Computational and mathematical aspects of Feynman integrals

Abstract

This thesis covers a number of different research projects which are all connected to the central topic of computing Feynman integrals efficiently through analytic methods. Improvements in our ability to evaluate Feynman integrals allow us to increase the order in perturbation theory at which we are able to produce theoretical predictions for various processes in the Standard Model, which can be tested at the Large Hadron Collider. In the first part of this thesis, we cover novel research on the analytic computation of elliptic Feynman integrals. We will show how certain elliptic Feynman integrals can be written as one-fold integrals over polylogarithmic Feynman integrals, which can be solved from systems of differential equations in a canonical dlog-form, or by using the method of direct integration. Thereafter, we discuss a method for computing Feynman integrals from their differential equations in terms of one-dimensional series expansions along contours in phase-space.

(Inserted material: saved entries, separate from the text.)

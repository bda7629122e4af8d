//! Core Connect Four game logic: the board value type with its pure
//! operations, and the two player identities.

mod board;
mod player;

pub(crate) use board::DIRECTIONS;
pub use board::{Board, Cell, MoveError, COLS, ROWS};
pub use player::Player;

By connecting series expansions along multiple line segments, the method allows us to obtain high precision numerical results for various Feynman integrals at arbitrary points in phase-space. We will also present a novel Mathematica package called DiffExp, which provides a general implementation of these series expansion methods. As an illustrative example, we apply the package to obtain high precision results for the unequal-mass banana graph family in the physical region. Next, we present the computation of the complete set of non-planar master integrals relevant for Higgs plus jet production at next-to-leading order with full heavy quark mass dependence. The non-planar integrals fit into two integral families. We provide a choice of basis that puts many of the sectors in a canonical dlog-form, and we show that high precision numerical results can be obtained for all integrals using series expansion methods. Lastly, we discuss work on the diagrammatic coaction of the equal-mass elliptic sunrise family.